EXCERPTED RECORDS:
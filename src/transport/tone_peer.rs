//! Minimal speech-service stand-in
//!
//! Serves `/ws/audio`: every connection is greeted with the fallback tone in
//! 100 ms chunks, after which inbound binary frames are counted and
//! discarded and text frames are ignored.

use axum::{
    extract::{
        ws::{Message, WebSocket, WebSocketUpgrade},
        State,
    },
    response::IntoResponse,
    routing::get,
    Router,
};
use std::sync::atomic::{AtomicU64, Ordering};
use std::sync::Arc;

use crate::audio::tone::default_fallback_tone;

/// 100 ms of 16 kHz PCM16
pub const TONE_CHUNK_BYTES: usize = 3200;

/// Counters shared by all connections
#[derive(Debug, Default)]
pub struct PeerStats {
    pub connections: AtomicU64,
    pub frames_received: AtomicU64,
    pub bytes_received: AtomicU64,
}

impl PeerStats {
    pub fn bytes_received(&self) -> u64 {
        self.bytes_received.load(Ordering::Relaxed)
    }

    pub fn frames_received(&self) -> u64 {
        self.frames_received.load(Ordering::Relaxed)
    }
}

pub fn router(stats: Arc<PeerStats>) -> Router {
    Router::new()
        .route("/ws/audio", get(ws_handler))
        .with_state(stats)
}

/// Serve until the listener fails
pub async fn serve(listener: tokio::net::TcpListener, stats: Arc<PeerStats>) -> std::io::Result<()> {
    axum::serve(listener, router(stats)).await
}

async fn ws_handler(ws: WebSocketUpgrade, State(stats): State<Arc<PeerStats>>) -> impl IntoResponse {
    ws.on_upgrade(move |socket| handle_socket(socket, stats))
}

async fn handle_socket(mut socket: WebSocket, stats: Arc<PeerStats>) {
    let id = stats.connections.fetch_add(1, Ordering::Relaxed);
    tracing::info!("Peer connection {} opened", id);

    let tone = default_fallback_tone();
    for chunk in tone.chunks(TONE_CHUNK_BYTES) {
        if socket.send(Message::Binary(chunk.to_vec())).await.is_err() {
            tracing::info!("Peer connection {} went away during greeting", id);
            return;
        }
    }
    tracing::info!("Sent {} byte tone to connection {}, idling", tone.len(), id);

    while let Some(msg) = socket.recv().await {
        match msg {
            Ok(Message::Binary(data)) => {
                stats.frames_received.fetch_add(1, Ordering::Relaxed);
                stats.bytes_received.fetch_add(data.len() as u64, Ordering::Relaxed);
                tracing::debug!("Received {} bytes from connection {}", data.len(), id);
            }
            Ok(Message::Text(_)) => {
                tracing::warn!("Received text frame on connection {}, ignoring", id);
            }
            Ok(Message::Close(_)) => break,
            Ok(_) => {}
            Err(e) => {
                tracing::warn!("Connection {} error: {}", id, e);
                break;
            }
        }
    }

    tracing::info!("Peer connection {} closed", id);
}
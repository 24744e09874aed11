//! Tone Server Application
//!
//! Local stand-in for the speech service: greets every WebSocket client on
//! `/ws/audio` with a 440 Hz tone and swallows whatever audio it sends back.

use anyhow::Result;
use std::sync::atomic::Ordering;
use std::sync::Arc;
use std::time::Duration;
use tracing_subscriber::{layer::SubscriberExt, util::SubscriberInitExt};

use voicelink::transport::tone_peer::{self, PeerStats};

#[tokio::main]
async fn main() -> Result<()> {
    // Initialize logging
    tracing_subscriber::registry()
        .with(tracing_subscriber::EnvFilter::new(
            std::env::var("RUST_LOG").unwrap_or_else(|_| "info".into()),
        ))
        .with(tracing_subscriber::fmt::layer())
        .init();

    let bind_addr = std::env::args().nth(1).unwrap_or_else(|| "0.0.0.0:8000".to_string());
    let listener = tokio::net::TcpListener::bind(&bind_addr).await?;
    tracing::info!("Tone server listening on ws://{}/ws/audio", listener.local_addr()?);

    let stats = Arc::new(PeerStats::default());

    // Periodic stats
    let stats_for_log = stats.clone();
    tokio::spawn(async move {
        let mut interval = tokio::time::interval(Duration::from_secs(5));
        loop {
            interval.tick().await;
            tracing::info!(
                "Peer stats: {} connections, {} frames, {:.1} KB received",
                stats_for_log.connections.load(Ordering::Relaxed),
                stats_for_log.frames_received(),
                stats_for_log.bytes_received() as f64 / 1024.0
            );
        }
    });

    tone_peer::serve(listener, stats).await?;
    Ok(())
}
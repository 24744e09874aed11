//! # Voicelink
//!
//! Real-time bidirectional voice over a binary WebSocket: microphone audio is
//! reduced to 16 kHz mono PCM16 and streamed out, and PCM16 chunks coming back
//! from the remote peer are reconstructed into playable audio.
//!
//! ## Architecture Overview
//!
//! ```text
//! ┌──────────────────────────────────────────────────────────────────────────┐
//! │                               CAPTURE SIDE                                │
//! │  ┌─────────────┐   ┌─────────────┐   ┌─────────────┐   ┌──────────────┐  │
//! │  │ Microphone  │──▶│  Resampler  │──▶│ PCM16 Enc.  │──▶│  Transport   │  │
//! │  │ (cpal, N Hz)│   │ (box filter)│   │ (clamp, LE) │   │ (WebSocket)  │  │
//! │  └─────────────┘   └─────────────┘   └─────────────┘   └──────┬───────┘  │
//! │                                                               │          │
//! └───────────────────────────────────────────────────────────────┼──────────┘
//!                                                                 │
//!                                 16 kHz mono PCM16 LE chunks     │
//!                                                                 │
//! ┌───────────────────────────────────────────────────────────────┼──────────┐
//! │                               PLAYBACK SIDE                   ▼          │
//! │                                            ┌──────────────────────────┐  │
//! │                                            │   PlaybackReconstructor  │  │
//! │                                            │ ┌──────────┐ ┌─────────┐ │  │
//! │                                            │ │Streaming │ │Buffered │ │  │
//! │                                            │ │per chunk │ │WAV clip │ │  │
//! │                                            │ └────┬─────┘ └────┬────┘ │  │
//! │                                            └──────┼────────────┼──────┘  │
//! │                                                   ▼            ▼         │
//! │                                            ┌──────────────────────────┐  │
//! │                                            │  Playback engine (cpal)  │  │
//! │                                            └──────────────────────────┘  │
//! └──────────────────────────────────────────────────────────────────────────┘
//! ```
//!
//! The [`session::Session`] owns the connection lifecycle and routes frames
//! between the transport, the capture pipeline and the reconstructor.

pub mod audio;
pub mod codec;
pub mod config;
pub mod error;
pub mod playback;
pub mod session;
pub mod transport;

pub use error::{Error, Result};

/// Application-wide constants
pub mod constants {
    /// Wire sample rate in both directions
    pub const TARGET_SAMPLE_RATE: u32 = 16000;

    /// Default rate requested from the capture device
    pub const DEFAULT_CAPTURE_SAMPLE_RATE: u32 = 48000;

    /// Wire channel count (mono)
    pub const CHANNELS: u16 = 1;

    /// Bits per wire sample
    pub const BITS_PER_SAMPLE: u16 = 16;

    /// Bytes per wire sample
    pub const BYTES_PER_SAMPLE: usize = 2;

    /// Default capture block size in frames
    pub const DEFAULT_BLOCK_SIZE: usize = 4096;

    /// Default WebSocket endpoint of the speech service
    pub const DEFAULT_URL: &str = "ws://localhost:8000/ws/audio";

    /// Default connect timeout in milliseconds
    pub const DEFAULT_CONNECT_TIMEOUT_MS: u64 = 10_000;

    /// How long a cpal stream thread may take to report ready
    pub const DEVICE_OPEN_TIMEOUT_MS: u64 = 3_000;

    /// Output engine queue capacity (in playback units)
    pub const PLAYBACK_QUEUE_CAPACITY: usize = 256;

    /// Canonical WAV header length
    pub const WAV_HEADER_LEN: usize = 44;
}
//! Sine test tone, used when a peer has no speech audio to send

use bytes::{BufMut, Bytes, BytesMut};

pub const FALLBACK_FREQUENCY: f32 = 440.0;
pub const FALLBACK_DURATION_S: f32 = 0.5;
pub const FALLBACK_AMPLITUDE: i16 = 3000;

/// PCM16 LE sine tone; samples are truncated toward zero
pub fn fallback_tone(frequency: f32, duration_s: f32, sample_rate: u32, amplitude: i16) -> Bytes {
    let num_samples = (sample_rate as f32 * duration_s) as usize;
    let mut out = BytesMut::with_capacity(num_samples * 2);
    for i in 0..num_samples {
        let phase = 2.0 * std::f64::consts::PI * frequency as f64 * i as f64 / sample_rate as f64;
        let value = (amplitude as f64 * phase.sin()) as i16;
        out.put_i16_le(value);
    }
    tracing::debug!("Generated fallback tone: {} bytes", out.len());
    out.freeze()
}

/// The default 440 Hz, half-second tone at the wire rate
pub fn default_fallback_tone() -> Bytes {
    fallback_tone(
        FALLBACK_FREQUENCY,
        FALLBACK_DURATION_S,
        crate::constants::TARGET_SAMPLE_RATE,
        FALLBACK_AMPLITUDE,
    )
}

#[cfg(test)]
mod tests {
    use super::*;
    use crate::codec::pcm16;

    #[test]
    fn test_default_tone_shape() {
        let tone = default_fallback_tone();
        assert_eq!(tone.len(), 16000);

        let samples = pcm16::decode(&tone).unwrap();
        let peak = samples.iter().fold(0.0f32, |m, s| m.max(s.abs()));
        assert!((peak - 3000.0 / 32768.0).abs() < 1e-3);
        assert_eq!(samples[0], 0.0);
    }
}
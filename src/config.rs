//! Application configuration
//!
//! Loaded from `config.toml` in the platform config directory
//! (`directories::ProjectDirs`). Every section falls back to its defaults,
//! so a partial file is valid.

use serde::{Deserialize, Serialize};
use std::path::{Path, PathBuf};

use crate::constants::*;
use crate::error::{Error, Result};

/// Top-level configuration
#[derive(Debug, Clone, Default, Serialize, Deserialize)]
#[serde(default)]
pub struct AppConfig {
    pub transport: TransportConfig,
    pub capture: CaptureConfig,
    pub playback: PlaybackConfig,
    pub session: SessionConfig,
}

/// WebSocket endpoint settings
#[derive(Debug, Clone, Serialize, Deserialize)]
#[serde(default)]
pub struct TransportConfig {
    pub url: String,
    pub connect_timeout_ms: u64,
}

impl Default for TransportConfig {
    fn default() -> Self {
        Self {
            url: DEFAULT_URL.to_string(),
            connect_timeout_ms: DEFAULT_CONNECT_TIMEOUT_MS,
        }
    }
}

/// How capture audio reaches the wire rate
#[derive(Debug, Clone, Copy, PartialEq, Eq, Serialize, Deserialize)]
#[serde(rename_all = "snake_case")]
pub enum DownsampleMode {
    /// Capture at `sample_rate` and box-filter down to 16 kHz
    Resample,
    /// Ask the device for 16 kHz directly
    Native,
}

/// Microphone settings
#[derive(Debug, Clone, Serialize, Deserialize)]
#[serde(default)]
pub struct CaptureConfig {
    /// cpal device id (`input:<name>`), default input device if unset
    pub device_id: Option<String>,
    pub sample_rate: u32,
    /// Frames per capture block
    pub block_size: usize,
    pub downsample: DownsampleMode,
}

impl Default for CaptureConfig {
    fn default() -> Self {
        Self {
            device_id: None,
            sample_rate: DEFAULT_CAPTURE_SAMPLE_RATE,
            block_size: DEFAULT_BLOCK_SIZE,
            downsample: DownsampleMode::Resample,
        }
    }
}

impl CaptureConfig {
    /// Rate to request from the capture device
    pub fn requested_rate(&self) -> u32 {
        match self.downsample {
            DownsampleMode::Resample => self.sample_rate,
            DownsampleMode::Native => TARGET_SAMPLE_RATE,
        }
    }
}

/// Playback reconstruction strategy
#[derive(Debug, Clone, Copy, PartialEq, Eq, Serialize, Deserialize)]
#[serde(rename_all = "snake_case")]
pub enum PlaybackMode {
    /// Play every chunk as it arrives
    Streaming,
    /// Collect chunks and play them as one WAV clip on request
    Buffered,
}

/// Speaker settings
#[derive(Debug, Clone, Serialize, Deserialize)]
#[serde(default)]
pub struct PlaybackConfig {
    pub mode: PlaybackMode,
    /// cpal device id (`output:<name>`), default output device if unset
    pub device_id: Option<String>,
    pub queue_capacity: usize,
}

impl Default for PlaybackConfig {
    fn default() -> Self {
        Self {
            mode: PlaybackMode::Streaming,
            device_id: None,
            queue_capacity: PLAYBACK_QUEUE_CAPACITY,
        }
    }
}

/// When the microphone starts
#[derive(Debug, Clone, Copy, PartialEq, Eq, Serialize, Deserialize)]
#[serde(rename_all = "snake_case")]
pub enum CaptureStart {
    OnConnect,
    Manual,
}

#[derive(Debug, Clone, Serialize, Deserialize)]
#[serde(default)]
pub struct SessionConfig {
    pub capture_start: CaptureStart,
}

impl Default for SessionConfig {
    fn default() -> Self {
        Self {
            capture_start: CaptureStart::OnConnect,
        }
    }
}

impl AppConfig {
    /// Default config file location
    pub fn default_path() -> Option<PathBuf> {
        directories::ProjectDirs::from("", "", "voicelink")
            .map(|dirs| dirs.config_dir().join("config.toml"))
    }

    /// Load and validate a config file
    pub fn load(path: &Path) -> Result<Self> {
        let text = std::fs::read_to_string(path)?;
        let config: AppConfig = toml::from_str(&text)?;
        config.validate()?;
        Ok(config)
    }

    /// Load from the default location, or defaults when there is no file
    pub fn load_or_default() -> Result<Self> {
        match Self::default_path() {
            Some(path) if path.exists() => {
                tracing::info!("Loading config from {}", path.display());
                Self::load(&path)
            }
            _ => Ok(Self::default()),
        }
    }

    pub fn save(&self, path: &Path) -> Result<()> {
        if let Some(parent) = path.parent() {
            std::fs::create_dir_all(parent)?;
        }
        let text = toml::to_string_pretty(self).map_err(|e| Error::Config(e.to_string()))?;
        std::fs::write(path, text)?;
        Ok(())
    }

    pub fn validate(&self) -> Result<()> {
        if self.capture.block_size == 0 {
            return Err(Error::Config("capture.block_size must be positive".into()));
        }
        if self.capture.sample_rate == 0 {
            return Err(Error::Config("capture.sample_rate must be positive".into()));
        }
        if self.playback.queue_capacity == 0 {
            return Err(Error::Config("playback.queue_capacity must be positive".into()));
        }
        let url = &self.transport.url;
        if !url.starts_with("ws://") && !url.starts_with("wss://") {
            return Err(Error::Config(format!("transport.url must be ws:// or wss://, got {}", url)));
        }
        Ok(())
    }
}

#[cfg(test)]
mod tests {
    use super::*;

    #[test]
    fn test_partial_file_uses_defaults() {
        let config: AppConfig = toml::from_str(
            r#"
            [playback]
            mode = "buffered"

            [session]
            capture_start = "manual"
            "#,
        )
        .unwrap();

        assert_eq!(config.playback.mode, PlaybackMode::Buffered);
        assert_eq!(config.session.capture_start, CaptureStart::Manual);
        assert_eq!(config.transport.url, DEFAULT_URL);
        assert_eq!(config.capture.block_size, DEFAULT_BLOCK_SIZE);
        assert!(config.validate().is_ok());
    }

    #[test]
    fn test_native_mode_requests_target_rate() {
        let mut capture = CaptureConfig::default();
        assert_eq!(capture.requested_rate(), 48000);

        capture.downsample = DownsampleMode::Native;
        assert_eq!(capture.requested_rate(), TARGET_SAMPLE_RATE);
    }

    #[test]
    fn test_validate_rejects_bad_values() {
        let mut config = AppConfig::default();
        config.capture.block_size = 0;
        assert!(config.validate().is_err());

        let mut config = AppConfig::default();
        config.transport.url = "http://localhost:8000".into();
        assert!(config.validate().is_err());
    }

    #[test]
    fn test_save_and_load() {
        let dir = std::env::temp_dir().join(format!("voicelink-config-{}", std::process::id()));
        let path = dir.join("config.toml");

        let mut config = AppConfig::default();
        config.capture.block_size = 1024;
        config.playback.mode = PlaybackMode::Buffered;
        config.save(&path).unwrap();

        let loaded = AppConfig::load(&path).unwrap();
        assert_eq!(loaded.capture.block_size, 1024);
        assert_eq!(loaded.playback.mode, PlaybackMode::Buffered);

        let _ = std::fs::remove_dir_all(&dir);
    }
}
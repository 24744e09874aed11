//! Error types for the voice pipeline

use thiserror::Error;

/// Main error type for the application
#[derive(Error, Debug)]
pub enum Error {
    #[error("Audio error: {0}")]
    Audio(#[from] AudioError),

    #[error("Codec error: {0}")]
    Codec(#[from] CodecError),

    #[error("Transport error: {0}")]
    Transport(#[from] TransportError),

    #[error("Playback error: {0}")]
    Playback(#[from] PlaybackError),

    #[error("Session error: {0}")]
    Session(#[from] SessionError),

    #[error("Configuration error: {0}")]
    Config(String),

    #[error("IO error: {0}")]
    Io(#[from] std::io::Error),

    #[error("TOML parse error: {0}")]
    Toml(#[from] toml::de::Error),
}

/// Audio device errors
#[derive(Error, Debug)]
pub enum AudioError {
    /// Device missing or permission to record denied
    #[error("Capture unavailable: {0}")]
    CaptureUnavailable(String),

    #[error("Device not found: {0}")]
    DeviceNotFound(String),

    #[error("Stream error: {0}")]
    StreamError(String),
}

/// PCM16 and container errors
#[derive(Error, Debug, Clone, PartialEq, Eq)]
pub enum CodecError {
    #[error("Malformed frame: {0} bytes is not a whole number of 16-bit samples")]
    MalformedFrame(usize),

    #[error("Container payload too large: {0} bytes")]
    ContainerTooLarge(usize),
}

/// Transport errors
#[derive(Error, Debug)]
pub enum TransportError {
    #[error("Connection failed: {0}")]
    ConnectionFailed(String),

    #[error("Invalid URL: {0}")]
    InvalidUrl(String),
}

/// Playback engine errors
#[derive(Error, Debug)]
pub enum PlaybackError {
    /// Engine refused a unit or container
    #[error("Playback rejected: {0}")]
    Rejected(String),

    #[error("Playback queue full")]
    QueueFull,

    #[error("Output unavailable: {0}")]
    OutputUnavailable(String),
}

/// Session control errors
#[derive(Error, Debug, Clone, PartialEq, Eq)]
pub enum SessionError {
    #[error("Session is not connected")]
    NotConnected,

    #[error("Session is already connected")]
    AlreadyConnected,
}

/// Result type alias for the application
pub type Result<T> = std::result::Result<T, Error>;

PROBLEM DETAILS:
Extract exactly and only the lines above from the line containing "tone_peer::serve(listener, stats).await?;" through the line containing "chunks coming back", both end lines included.

EXPECTED ANSWER:
    tone_peer::serve(listener, stats).await?;
    Ok(())
}
repository 24744e09874aed11
//! # Voicelink
//!
//! Real-time bidirectional voice over a binary WebSocket: microphone audio is
//! reduced to 16 kHz mono PCM16 and streamed out, and PCM16 chunks coming back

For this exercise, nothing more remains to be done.